*** Opening Given information ***

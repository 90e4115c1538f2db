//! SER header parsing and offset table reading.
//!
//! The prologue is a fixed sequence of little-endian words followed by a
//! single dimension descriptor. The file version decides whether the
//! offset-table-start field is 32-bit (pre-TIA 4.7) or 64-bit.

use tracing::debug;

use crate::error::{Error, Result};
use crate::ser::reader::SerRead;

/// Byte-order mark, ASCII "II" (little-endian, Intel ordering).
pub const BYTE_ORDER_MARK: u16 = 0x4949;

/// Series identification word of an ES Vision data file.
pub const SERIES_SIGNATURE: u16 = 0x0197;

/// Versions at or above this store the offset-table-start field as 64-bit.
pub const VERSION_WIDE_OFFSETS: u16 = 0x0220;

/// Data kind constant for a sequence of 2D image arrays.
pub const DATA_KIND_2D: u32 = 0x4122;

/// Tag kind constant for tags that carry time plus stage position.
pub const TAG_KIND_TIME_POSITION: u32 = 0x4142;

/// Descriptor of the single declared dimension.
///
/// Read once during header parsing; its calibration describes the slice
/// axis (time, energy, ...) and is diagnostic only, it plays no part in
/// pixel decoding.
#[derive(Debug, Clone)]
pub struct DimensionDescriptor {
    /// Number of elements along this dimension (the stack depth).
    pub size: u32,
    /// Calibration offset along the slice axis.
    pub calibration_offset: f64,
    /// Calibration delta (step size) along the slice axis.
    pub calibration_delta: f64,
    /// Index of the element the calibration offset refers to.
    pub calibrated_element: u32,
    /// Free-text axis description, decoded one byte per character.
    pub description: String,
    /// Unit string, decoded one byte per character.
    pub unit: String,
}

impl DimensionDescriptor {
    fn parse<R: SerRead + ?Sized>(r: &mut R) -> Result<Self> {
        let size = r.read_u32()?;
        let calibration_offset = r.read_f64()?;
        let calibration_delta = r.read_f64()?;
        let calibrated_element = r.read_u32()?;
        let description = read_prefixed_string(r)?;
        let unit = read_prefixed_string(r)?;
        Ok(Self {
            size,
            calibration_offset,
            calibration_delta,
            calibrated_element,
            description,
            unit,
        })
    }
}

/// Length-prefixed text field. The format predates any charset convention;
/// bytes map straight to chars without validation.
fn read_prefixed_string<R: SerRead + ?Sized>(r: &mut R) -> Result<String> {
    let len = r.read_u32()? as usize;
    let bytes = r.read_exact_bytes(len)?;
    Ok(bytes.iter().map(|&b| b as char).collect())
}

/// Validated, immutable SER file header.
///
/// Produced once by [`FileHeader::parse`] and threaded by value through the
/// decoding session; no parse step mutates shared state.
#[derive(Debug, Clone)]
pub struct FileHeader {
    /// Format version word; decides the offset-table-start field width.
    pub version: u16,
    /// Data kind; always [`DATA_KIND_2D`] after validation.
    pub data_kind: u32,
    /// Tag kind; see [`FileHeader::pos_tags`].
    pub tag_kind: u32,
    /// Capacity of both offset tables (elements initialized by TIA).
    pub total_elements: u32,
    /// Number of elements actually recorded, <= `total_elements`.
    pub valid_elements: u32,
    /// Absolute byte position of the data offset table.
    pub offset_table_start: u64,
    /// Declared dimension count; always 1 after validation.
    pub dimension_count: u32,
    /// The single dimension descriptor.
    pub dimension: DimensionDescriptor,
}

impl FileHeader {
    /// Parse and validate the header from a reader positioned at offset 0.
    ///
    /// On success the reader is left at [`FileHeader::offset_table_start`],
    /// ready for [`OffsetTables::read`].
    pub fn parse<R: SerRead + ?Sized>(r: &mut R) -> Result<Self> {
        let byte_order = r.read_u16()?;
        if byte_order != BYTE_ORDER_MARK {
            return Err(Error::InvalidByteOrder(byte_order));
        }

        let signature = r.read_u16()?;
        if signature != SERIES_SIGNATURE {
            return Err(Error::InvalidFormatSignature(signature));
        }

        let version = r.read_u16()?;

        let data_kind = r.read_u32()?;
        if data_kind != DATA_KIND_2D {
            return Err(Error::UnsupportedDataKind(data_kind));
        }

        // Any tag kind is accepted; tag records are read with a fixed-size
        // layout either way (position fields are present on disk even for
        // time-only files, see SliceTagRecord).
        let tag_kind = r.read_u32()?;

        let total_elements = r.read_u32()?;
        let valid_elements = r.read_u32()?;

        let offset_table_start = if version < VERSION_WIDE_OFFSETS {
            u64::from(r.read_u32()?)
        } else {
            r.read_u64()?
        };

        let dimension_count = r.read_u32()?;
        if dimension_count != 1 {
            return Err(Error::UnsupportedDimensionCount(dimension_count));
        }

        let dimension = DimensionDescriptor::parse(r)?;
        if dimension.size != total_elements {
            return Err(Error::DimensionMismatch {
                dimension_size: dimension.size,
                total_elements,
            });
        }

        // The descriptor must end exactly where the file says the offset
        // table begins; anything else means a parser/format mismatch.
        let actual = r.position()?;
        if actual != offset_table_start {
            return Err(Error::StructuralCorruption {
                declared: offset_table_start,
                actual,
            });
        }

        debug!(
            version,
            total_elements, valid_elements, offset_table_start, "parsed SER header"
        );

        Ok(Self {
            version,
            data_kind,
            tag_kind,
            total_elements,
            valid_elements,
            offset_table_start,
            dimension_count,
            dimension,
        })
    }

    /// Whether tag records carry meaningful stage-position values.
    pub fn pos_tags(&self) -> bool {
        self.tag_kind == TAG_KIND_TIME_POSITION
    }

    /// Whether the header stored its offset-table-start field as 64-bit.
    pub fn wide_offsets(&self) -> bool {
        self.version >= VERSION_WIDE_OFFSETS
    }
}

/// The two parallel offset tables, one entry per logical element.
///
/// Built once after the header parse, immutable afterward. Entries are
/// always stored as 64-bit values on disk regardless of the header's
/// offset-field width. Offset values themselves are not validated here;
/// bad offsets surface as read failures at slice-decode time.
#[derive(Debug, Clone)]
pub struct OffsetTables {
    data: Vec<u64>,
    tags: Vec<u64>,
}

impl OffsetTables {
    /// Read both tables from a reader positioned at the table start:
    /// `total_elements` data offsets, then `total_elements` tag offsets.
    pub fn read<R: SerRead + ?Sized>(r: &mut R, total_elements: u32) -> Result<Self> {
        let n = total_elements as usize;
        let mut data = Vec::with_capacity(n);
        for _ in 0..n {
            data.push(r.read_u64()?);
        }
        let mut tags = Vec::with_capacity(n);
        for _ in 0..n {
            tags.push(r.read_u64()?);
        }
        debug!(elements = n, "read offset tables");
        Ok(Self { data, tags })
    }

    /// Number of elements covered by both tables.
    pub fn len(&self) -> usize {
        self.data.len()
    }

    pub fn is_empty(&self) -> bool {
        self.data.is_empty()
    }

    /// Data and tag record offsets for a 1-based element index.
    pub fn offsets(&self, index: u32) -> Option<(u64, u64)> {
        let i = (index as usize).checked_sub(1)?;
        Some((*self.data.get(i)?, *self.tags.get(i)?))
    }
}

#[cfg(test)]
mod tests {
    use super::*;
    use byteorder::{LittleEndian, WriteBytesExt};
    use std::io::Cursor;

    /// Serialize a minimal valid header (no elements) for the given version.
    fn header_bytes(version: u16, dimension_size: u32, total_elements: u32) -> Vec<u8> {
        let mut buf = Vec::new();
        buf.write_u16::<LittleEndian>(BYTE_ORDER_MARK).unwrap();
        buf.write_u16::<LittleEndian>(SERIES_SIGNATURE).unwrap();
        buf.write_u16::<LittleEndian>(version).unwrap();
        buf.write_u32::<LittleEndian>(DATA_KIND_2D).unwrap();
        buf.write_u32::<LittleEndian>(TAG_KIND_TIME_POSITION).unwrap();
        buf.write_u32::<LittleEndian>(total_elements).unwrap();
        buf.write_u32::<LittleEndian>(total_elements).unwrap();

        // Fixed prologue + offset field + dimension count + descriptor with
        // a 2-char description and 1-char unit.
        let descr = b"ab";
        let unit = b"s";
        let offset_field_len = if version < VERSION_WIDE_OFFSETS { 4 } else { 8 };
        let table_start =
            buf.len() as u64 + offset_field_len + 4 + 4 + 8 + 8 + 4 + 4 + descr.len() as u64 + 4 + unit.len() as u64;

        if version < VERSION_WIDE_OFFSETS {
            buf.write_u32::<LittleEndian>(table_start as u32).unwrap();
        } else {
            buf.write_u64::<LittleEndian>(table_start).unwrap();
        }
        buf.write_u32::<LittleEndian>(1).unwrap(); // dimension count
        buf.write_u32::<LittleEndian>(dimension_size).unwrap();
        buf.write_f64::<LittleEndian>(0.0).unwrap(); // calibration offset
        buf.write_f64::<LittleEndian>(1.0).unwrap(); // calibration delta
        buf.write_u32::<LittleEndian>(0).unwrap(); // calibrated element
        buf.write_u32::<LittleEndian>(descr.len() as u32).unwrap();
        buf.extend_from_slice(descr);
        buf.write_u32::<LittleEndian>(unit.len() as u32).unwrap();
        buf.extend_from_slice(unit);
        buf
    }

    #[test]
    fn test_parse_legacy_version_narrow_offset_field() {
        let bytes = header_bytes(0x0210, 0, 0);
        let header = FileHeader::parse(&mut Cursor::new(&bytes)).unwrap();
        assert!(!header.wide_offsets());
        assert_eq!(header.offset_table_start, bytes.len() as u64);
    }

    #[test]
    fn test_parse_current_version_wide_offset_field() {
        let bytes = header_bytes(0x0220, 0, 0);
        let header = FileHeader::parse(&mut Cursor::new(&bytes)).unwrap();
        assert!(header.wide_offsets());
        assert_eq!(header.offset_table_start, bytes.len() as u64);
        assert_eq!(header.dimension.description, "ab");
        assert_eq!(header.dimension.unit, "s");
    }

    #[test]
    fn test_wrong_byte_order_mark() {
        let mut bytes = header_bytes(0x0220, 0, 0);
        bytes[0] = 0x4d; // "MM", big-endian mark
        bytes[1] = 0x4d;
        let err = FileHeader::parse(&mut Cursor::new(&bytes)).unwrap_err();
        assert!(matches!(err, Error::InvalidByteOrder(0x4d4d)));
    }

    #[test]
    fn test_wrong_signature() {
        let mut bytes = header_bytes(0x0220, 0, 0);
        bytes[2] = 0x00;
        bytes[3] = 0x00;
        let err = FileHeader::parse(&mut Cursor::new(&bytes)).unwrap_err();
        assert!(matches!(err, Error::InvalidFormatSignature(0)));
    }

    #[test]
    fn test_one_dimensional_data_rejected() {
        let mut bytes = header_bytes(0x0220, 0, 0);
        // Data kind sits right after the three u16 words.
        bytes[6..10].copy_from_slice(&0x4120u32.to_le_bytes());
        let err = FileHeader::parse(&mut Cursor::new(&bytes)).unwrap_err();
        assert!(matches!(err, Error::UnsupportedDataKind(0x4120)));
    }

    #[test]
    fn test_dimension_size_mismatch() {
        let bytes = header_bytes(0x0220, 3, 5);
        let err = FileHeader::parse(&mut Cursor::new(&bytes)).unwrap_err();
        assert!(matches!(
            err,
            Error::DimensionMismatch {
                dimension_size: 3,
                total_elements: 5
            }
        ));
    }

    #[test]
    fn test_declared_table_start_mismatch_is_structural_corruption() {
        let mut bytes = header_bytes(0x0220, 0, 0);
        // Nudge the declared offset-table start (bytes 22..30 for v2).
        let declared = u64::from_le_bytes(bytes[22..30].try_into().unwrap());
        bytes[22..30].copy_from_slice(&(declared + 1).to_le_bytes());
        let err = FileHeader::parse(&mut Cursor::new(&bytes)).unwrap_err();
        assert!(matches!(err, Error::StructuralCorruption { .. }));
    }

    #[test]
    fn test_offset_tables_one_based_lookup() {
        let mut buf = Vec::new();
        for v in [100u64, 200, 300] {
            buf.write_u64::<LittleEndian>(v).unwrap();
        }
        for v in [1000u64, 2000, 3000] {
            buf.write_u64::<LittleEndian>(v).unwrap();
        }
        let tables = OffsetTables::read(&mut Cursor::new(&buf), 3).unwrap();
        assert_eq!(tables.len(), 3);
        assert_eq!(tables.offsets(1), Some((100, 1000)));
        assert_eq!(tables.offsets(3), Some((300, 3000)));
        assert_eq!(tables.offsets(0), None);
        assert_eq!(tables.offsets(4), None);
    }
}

*** Closing Given information ***
*** Opening Given information ***

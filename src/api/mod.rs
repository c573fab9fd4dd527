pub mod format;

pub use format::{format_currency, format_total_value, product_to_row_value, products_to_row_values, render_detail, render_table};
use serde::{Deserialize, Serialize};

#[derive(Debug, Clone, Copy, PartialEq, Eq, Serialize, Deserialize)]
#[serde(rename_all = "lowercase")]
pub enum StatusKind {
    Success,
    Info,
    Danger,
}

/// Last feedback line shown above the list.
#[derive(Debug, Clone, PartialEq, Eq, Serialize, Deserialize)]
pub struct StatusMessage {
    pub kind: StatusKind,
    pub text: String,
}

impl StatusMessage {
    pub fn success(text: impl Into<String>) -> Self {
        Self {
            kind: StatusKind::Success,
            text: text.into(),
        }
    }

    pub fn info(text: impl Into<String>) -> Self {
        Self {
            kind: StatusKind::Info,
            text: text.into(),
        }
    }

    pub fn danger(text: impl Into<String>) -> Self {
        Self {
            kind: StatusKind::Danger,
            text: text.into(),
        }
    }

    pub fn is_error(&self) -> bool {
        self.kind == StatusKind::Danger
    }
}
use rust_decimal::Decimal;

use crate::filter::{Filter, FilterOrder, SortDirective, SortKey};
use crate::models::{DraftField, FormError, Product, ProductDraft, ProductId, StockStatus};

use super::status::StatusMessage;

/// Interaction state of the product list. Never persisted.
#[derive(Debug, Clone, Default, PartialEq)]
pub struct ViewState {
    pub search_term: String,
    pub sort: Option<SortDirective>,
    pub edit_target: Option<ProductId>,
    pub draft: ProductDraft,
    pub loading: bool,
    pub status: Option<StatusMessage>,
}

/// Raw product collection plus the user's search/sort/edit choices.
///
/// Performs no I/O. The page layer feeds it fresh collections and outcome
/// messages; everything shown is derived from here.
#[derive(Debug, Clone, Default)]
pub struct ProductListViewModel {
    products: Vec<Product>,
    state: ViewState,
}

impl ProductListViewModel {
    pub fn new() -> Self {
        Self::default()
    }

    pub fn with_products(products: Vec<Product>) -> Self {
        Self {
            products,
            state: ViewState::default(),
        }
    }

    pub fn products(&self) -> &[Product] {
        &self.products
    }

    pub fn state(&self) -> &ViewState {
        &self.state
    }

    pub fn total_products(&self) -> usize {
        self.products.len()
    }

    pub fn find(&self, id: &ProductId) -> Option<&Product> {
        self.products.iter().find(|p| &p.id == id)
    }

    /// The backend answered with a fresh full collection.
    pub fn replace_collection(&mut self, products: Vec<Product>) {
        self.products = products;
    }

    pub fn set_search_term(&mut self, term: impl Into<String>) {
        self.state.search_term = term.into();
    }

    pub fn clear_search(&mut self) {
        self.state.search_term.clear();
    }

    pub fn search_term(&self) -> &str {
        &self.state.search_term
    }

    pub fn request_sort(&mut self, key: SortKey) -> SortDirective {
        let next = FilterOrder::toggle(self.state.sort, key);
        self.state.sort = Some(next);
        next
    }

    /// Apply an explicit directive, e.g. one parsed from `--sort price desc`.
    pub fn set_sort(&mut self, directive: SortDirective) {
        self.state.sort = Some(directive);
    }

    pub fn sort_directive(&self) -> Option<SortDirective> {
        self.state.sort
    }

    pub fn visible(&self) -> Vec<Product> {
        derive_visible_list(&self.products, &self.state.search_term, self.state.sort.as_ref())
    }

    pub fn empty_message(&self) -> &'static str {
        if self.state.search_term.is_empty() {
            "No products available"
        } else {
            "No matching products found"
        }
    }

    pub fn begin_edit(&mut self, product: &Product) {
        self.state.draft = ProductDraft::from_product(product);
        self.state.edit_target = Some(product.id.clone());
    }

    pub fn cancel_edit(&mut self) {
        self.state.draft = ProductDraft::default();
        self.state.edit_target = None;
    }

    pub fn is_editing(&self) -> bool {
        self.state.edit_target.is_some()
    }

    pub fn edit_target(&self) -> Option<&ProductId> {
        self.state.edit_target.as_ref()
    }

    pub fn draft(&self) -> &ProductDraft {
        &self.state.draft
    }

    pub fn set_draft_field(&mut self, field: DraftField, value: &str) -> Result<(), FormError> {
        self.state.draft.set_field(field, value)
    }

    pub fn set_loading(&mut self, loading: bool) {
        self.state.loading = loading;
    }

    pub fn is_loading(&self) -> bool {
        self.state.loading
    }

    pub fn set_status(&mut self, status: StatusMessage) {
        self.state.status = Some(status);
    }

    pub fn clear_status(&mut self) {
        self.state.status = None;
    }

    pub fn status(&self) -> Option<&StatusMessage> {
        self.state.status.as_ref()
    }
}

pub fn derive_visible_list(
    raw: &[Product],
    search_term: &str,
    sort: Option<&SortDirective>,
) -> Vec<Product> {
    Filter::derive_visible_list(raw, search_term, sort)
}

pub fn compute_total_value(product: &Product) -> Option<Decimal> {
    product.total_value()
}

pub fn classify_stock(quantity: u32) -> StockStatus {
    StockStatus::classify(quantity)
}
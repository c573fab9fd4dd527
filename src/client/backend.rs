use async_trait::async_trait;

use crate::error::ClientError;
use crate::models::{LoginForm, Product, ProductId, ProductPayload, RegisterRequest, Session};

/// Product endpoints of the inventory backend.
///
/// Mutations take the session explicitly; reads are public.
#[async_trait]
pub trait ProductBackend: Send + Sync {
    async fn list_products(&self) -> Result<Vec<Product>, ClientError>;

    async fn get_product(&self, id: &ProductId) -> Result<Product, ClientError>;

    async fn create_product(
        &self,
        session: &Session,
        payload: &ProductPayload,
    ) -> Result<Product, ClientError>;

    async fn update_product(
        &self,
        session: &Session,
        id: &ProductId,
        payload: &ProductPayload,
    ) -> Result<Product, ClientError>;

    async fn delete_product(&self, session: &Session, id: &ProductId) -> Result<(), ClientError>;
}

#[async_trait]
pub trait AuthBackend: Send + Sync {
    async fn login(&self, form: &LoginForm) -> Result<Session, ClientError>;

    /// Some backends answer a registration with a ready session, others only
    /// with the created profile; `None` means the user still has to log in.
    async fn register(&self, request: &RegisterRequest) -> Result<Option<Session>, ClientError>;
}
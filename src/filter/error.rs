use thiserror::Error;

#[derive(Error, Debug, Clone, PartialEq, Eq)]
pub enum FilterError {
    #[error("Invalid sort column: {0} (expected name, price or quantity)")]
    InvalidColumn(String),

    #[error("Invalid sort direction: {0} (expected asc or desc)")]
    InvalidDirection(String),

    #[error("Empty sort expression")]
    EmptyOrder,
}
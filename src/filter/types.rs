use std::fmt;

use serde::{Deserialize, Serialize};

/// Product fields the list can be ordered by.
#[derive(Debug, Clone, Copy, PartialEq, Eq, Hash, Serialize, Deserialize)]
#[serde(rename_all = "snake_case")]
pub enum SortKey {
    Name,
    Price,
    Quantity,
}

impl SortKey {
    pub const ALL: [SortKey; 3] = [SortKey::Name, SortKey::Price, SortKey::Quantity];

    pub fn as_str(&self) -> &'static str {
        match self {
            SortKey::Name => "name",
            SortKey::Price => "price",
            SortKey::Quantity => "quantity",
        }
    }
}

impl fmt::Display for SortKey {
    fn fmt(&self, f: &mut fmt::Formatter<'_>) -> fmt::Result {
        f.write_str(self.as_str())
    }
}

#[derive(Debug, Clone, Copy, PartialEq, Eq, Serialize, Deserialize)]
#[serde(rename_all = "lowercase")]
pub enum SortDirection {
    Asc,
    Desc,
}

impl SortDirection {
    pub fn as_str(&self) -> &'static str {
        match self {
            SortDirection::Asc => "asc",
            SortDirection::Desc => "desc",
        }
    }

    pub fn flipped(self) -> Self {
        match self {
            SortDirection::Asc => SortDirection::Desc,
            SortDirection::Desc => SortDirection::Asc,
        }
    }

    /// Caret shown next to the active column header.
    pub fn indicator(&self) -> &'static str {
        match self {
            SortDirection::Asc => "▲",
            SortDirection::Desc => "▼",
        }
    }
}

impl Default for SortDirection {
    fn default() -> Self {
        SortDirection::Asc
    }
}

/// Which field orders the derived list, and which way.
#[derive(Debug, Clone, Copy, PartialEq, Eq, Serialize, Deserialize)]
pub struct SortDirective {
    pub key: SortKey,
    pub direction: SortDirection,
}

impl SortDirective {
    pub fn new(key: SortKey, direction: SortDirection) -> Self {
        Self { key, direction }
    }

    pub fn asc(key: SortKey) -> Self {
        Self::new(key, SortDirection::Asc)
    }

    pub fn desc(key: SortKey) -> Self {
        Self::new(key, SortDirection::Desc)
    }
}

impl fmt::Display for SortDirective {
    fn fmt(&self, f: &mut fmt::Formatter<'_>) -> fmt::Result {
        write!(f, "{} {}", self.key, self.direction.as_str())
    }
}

*** Closing Given information ***

**Exercise instructions:** Could you reproduce exactly the lines of the entries above, from the one with "4.7) or 64-bit." through the one with "pub const SERIES_SIGNATURE: u16 = 0x0197;", and nothing else?

**Result for this task:**
//! offset-table-start field is 32-bit (pre-TIA 4.7) or 64-bit.

use tracing::debug;

use crate::error::{Error, Result};
use crate::ser::reader::SerRead;

/// Byte-order mark, ASCII "II" (little-endian, Intel ordering).
pub const BYTE_ORDER_MARK: u16 = 0x4949;

/// Series identification word of an ES Vision data file.
pub const SERIES_SIGNATURE: u16 = 0x0197;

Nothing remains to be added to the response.